Data shown
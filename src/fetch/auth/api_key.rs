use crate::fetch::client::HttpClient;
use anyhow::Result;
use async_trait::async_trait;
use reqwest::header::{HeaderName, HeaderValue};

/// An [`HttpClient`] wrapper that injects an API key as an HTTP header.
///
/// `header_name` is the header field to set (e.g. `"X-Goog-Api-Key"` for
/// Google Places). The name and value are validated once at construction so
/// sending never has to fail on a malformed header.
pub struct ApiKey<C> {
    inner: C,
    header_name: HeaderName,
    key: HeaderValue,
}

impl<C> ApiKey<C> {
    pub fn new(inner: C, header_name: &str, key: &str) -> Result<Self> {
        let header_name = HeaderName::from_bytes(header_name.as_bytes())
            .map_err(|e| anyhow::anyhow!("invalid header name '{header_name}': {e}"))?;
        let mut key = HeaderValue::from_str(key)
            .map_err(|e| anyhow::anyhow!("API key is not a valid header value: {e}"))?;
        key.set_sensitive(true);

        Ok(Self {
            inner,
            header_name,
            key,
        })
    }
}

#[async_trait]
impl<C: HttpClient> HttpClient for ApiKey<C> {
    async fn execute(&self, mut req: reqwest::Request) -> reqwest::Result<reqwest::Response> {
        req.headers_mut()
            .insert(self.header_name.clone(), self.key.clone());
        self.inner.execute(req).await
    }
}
* * *
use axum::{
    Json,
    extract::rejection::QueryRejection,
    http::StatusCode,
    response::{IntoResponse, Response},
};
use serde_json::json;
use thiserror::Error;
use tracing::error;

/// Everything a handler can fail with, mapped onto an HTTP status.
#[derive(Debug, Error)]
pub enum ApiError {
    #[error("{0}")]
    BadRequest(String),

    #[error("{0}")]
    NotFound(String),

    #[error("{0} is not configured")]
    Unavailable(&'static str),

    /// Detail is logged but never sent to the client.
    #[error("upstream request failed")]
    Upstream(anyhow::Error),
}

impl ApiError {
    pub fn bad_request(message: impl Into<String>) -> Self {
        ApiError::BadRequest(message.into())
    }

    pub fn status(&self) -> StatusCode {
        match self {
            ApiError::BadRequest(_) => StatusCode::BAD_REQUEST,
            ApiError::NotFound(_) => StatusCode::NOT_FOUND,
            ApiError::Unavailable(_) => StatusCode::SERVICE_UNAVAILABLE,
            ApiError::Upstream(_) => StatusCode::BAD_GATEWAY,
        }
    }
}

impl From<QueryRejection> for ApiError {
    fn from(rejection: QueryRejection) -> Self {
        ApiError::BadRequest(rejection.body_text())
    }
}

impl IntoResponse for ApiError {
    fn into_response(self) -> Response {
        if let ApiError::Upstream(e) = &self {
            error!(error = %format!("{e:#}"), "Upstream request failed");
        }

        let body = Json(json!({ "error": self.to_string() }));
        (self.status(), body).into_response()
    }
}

What is needed
In the records above, some lines may contain the word "anyhow"; copy every one of them.

Answer below
use anyhow::Result;
            .map_err(|e| anyhow::anyhow!("invalid header name '{header_name}': {e}"))?;
            .map_err(|e| anyhow::anyhow!("API key is not a valid header value: {e}"))?;
    Upstream(anyhow::Error),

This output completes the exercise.